Using the records that follow, count the lines containing the word "items" and give that number only.
== AVAILABLE DATA ==
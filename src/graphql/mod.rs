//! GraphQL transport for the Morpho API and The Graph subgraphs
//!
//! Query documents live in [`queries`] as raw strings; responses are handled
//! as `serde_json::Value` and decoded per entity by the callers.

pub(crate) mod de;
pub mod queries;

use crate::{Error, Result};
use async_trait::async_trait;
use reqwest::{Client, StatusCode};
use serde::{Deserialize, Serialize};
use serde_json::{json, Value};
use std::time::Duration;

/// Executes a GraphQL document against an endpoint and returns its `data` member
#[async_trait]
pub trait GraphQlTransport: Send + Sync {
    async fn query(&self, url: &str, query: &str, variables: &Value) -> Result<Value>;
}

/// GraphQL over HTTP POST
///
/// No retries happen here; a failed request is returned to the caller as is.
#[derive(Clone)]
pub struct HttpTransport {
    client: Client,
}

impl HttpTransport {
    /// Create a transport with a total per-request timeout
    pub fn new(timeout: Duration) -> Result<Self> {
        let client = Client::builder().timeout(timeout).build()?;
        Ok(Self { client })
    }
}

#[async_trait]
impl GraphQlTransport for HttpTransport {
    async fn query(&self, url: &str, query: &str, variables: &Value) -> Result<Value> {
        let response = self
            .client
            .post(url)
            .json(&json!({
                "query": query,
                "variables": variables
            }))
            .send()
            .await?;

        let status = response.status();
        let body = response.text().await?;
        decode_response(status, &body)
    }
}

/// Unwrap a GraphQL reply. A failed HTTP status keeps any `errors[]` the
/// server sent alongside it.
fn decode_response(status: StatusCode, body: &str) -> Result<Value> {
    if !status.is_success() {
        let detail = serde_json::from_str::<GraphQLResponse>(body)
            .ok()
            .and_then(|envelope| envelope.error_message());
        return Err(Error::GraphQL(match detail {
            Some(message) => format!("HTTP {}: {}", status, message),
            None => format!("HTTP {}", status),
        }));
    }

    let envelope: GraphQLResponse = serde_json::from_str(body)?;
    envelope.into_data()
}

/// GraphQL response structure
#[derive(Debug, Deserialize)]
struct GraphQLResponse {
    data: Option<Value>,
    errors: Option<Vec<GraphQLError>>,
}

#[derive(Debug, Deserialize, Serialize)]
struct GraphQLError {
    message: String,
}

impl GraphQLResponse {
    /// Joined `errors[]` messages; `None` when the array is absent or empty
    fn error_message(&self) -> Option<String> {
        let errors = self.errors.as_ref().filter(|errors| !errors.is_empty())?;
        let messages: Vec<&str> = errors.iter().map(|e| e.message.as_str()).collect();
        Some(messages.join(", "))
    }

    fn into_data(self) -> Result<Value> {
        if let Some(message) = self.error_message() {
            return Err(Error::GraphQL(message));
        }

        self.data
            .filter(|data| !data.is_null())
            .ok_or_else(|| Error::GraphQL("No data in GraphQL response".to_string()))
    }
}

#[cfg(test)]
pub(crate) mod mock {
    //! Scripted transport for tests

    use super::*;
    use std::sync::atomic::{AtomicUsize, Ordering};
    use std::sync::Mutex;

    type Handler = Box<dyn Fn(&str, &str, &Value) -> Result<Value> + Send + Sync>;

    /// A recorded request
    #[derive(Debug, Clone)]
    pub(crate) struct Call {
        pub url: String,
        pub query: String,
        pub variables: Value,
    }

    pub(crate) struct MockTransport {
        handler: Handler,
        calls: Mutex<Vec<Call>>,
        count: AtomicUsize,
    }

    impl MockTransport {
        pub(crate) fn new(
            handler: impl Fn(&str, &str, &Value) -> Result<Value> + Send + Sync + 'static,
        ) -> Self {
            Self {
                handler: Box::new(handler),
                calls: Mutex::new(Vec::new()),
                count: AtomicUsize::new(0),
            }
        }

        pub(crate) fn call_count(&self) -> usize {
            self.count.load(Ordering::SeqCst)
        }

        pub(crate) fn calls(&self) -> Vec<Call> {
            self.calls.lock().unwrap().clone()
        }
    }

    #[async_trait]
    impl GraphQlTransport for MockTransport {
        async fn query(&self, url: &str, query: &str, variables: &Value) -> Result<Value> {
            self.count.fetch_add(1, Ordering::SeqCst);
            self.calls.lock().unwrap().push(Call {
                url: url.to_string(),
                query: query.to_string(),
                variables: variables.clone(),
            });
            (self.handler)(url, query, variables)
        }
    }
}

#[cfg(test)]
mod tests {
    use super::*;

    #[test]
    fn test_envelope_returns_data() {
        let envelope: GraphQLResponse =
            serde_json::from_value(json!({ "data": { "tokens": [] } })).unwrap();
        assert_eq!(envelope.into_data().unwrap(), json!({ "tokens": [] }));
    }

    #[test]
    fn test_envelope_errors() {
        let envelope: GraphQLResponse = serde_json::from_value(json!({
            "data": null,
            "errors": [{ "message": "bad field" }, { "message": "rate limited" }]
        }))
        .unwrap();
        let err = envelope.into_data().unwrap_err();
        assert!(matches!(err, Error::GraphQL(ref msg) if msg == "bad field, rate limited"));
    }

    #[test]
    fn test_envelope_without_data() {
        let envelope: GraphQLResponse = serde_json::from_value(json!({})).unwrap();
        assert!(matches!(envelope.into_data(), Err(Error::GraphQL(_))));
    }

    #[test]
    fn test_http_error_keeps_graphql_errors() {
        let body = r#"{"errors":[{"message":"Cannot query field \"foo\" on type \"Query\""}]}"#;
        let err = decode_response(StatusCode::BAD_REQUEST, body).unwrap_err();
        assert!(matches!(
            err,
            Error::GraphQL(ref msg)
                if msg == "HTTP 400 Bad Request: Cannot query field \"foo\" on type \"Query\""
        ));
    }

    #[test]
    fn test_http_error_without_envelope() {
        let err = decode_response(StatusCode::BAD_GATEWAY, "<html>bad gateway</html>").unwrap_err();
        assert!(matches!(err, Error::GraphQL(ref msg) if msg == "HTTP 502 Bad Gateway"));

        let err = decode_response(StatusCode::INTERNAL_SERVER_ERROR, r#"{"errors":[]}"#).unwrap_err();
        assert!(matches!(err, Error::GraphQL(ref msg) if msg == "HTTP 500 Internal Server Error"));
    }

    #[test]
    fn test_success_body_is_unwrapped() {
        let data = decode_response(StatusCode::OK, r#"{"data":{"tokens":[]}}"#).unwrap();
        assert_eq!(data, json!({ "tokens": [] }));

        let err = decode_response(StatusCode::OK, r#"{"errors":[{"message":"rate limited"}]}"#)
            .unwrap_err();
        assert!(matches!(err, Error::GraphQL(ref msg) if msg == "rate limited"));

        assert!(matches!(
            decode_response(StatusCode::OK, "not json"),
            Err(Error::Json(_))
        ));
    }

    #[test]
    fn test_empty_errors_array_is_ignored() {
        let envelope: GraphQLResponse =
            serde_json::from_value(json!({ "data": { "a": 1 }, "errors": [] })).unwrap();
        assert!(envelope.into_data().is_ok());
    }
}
===
== AVAILABLE DATA ==
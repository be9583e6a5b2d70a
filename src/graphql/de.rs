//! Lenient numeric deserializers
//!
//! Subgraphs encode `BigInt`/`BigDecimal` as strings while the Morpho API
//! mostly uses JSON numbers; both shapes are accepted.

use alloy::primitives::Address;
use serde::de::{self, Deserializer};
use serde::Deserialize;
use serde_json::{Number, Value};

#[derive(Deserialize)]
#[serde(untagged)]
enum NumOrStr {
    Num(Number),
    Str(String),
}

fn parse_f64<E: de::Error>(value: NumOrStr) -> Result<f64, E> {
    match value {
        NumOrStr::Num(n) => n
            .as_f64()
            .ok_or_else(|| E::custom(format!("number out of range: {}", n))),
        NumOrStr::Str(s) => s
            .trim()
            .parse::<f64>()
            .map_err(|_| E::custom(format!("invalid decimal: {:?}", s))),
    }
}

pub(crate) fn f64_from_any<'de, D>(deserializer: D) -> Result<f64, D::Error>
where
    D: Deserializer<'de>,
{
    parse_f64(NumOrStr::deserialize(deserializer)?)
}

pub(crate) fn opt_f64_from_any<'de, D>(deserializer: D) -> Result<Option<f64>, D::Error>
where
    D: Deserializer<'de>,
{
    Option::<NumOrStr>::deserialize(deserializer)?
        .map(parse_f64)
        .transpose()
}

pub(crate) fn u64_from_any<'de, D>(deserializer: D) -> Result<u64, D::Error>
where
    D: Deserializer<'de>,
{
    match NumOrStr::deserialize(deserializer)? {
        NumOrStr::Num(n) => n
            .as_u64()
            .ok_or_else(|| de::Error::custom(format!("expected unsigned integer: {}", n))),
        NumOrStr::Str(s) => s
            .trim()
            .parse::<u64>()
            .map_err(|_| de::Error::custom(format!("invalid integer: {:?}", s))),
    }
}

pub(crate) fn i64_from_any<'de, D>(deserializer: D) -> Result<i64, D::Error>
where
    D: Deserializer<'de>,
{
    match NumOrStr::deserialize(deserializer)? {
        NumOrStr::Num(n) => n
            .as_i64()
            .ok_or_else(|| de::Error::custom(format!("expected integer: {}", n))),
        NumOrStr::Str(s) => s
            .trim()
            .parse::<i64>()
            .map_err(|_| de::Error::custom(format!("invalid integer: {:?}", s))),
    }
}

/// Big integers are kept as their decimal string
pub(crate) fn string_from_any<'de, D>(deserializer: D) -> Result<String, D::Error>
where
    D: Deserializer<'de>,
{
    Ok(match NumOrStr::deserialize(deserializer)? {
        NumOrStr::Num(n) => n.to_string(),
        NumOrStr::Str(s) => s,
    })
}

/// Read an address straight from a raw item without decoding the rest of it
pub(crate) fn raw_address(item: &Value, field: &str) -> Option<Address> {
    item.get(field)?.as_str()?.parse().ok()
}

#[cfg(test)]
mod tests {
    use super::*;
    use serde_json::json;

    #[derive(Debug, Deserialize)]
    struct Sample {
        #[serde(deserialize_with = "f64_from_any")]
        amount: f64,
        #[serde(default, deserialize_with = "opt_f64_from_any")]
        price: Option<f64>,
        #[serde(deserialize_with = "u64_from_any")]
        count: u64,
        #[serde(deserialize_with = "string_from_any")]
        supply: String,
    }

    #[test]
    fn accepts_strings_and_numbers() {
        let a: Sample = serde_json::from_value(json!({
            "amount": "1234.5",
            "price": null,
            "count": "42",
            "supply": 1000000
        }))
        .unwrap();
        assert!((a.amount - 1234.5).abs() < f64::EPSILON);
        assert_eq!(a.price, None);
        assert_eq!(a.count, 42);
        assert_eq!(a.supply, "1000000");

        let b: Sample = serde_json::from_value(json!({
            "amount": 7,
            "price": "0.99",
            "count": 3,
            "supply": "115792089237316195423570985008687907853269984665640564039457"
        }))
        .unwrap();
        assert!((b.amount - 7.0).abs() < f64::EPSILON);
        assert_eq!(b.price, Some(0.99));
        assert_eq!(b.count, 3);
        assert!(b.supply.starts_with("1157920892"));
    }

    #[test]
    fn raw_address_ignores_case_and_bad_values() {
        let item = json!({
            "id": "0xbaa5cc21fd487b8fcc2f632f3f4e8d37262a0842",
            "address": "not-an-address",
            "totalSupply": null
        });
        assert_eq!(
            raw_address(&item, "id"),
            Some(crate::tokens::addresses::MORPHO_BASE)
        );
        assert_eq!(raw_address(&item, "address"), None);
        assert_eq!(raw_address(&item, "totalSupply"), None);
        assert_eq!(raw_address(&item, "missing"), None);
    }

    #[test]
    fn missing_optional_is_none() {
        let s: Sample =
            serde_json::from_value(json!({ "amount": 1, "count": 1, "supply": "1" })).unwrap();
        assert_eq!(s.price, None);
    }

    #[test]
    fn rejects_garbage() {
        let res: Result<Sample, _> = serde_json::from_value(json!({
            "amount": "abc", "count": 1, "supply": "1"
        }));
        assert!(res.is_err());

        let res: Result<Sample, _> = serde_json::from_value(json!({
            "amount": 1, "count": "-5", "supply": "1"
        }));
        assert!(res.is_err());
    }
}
===
== AVAILABLE DATA ==
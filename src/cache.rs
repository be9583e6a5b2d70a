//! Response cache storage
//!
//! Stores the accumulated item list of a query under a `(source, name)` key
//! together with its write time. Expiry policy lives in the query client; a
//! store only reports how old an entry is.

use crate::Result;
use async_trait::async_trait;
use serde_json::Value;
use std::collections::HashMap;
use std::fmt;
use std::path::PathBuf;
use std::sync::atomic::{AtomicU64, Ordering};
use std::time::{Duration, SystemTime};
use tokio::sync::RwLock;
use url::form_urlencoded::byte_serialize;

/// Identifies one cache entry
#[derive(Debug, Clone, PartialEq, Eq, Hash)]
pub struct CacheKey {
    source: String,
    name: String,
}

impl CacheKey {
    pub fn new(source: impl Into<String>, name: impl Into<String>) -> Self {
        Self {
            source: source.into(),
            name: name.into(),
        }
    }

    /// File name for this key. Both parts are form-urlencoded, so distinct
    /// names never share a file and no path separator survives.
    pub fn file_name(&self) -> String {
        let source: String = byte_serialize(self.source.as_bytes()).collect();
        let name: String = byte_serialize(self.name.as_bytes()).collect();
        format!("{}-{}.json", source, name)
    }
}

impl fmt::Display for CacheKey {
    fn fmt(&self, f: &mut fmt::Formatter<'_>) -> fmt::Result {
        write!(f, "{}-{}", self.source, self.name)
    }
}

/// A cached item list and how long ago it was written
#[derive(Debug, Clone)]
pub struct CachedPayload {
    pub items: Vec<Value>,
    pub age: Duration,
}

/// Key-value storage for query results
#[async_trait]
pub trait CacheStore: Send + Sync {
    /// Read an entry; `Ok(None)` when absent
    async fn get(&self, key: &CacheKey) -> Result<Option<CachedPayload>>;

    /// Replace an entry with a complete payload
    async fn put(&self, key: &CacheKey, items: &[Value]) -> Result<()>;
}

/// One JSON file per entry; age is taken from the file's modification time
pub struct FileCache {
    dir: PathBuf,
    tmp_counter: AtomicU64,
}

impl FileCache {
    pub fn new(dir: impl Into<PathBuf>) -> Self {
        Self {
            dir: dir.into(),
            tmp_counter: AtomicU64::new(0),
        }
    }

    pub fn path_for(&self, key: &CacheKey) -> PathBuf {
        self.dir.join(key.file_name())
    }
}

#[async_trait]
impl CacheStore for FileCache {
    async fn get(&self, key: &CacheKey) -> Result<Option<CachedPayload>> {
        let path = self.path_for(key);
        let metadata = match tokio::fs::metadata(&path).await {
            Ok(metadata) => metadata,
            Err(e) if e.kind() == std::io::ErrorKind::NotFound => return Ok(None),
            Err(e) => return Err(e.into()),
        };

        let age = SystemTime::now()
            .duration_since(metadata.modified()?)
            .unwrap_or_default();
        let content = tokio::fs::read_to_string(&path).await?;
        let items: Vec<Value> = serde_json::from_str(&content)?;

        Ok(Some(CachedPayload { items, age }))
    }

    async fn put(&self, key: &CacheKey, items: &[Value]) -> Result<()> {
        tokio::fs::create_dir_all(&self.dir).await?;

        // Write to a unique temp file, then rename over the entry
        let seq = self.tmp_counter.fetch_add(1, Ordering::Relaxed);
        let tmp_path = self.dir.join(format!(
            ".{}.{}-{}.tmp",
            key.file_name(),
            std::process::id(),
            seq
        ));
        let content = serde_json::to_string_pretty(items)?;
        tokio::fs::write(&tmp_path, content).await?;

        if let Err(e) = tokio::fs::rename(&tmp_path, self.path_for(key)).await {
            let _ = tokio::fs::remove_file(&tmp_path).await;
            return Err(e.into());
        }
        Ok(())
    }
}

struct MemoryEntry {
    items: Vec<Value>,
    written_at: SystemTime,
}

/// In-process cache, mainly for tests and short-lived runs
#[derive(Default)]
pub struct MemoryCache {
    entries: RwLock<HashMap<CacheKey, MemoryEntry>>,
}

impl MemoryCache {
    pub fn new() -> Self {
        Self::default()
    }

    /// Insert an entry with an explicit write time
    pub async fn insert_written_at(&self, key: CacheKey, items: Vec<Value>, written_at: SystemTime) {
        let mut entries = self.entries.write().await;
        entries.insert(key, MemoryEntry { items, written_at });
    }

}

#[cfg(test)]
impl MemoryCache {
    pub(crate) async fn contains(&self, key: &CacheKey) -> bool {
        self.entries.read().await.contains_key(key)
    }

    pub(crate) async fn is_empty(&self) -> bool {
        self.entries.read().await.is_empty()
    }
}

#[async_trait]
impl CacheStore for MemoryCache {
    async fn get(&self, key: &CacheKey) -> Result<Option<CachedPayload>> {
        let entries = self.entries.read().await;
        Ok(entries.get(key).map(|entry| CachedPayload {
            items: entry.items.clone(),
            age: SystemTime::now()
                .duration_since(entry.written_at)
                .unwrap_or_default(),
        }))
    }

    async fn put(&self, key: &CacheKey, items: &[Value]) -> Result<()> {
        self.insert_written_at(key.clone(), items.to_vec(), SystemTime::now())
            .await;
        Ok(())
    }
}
===
§ EXERCISE SOLUTION
12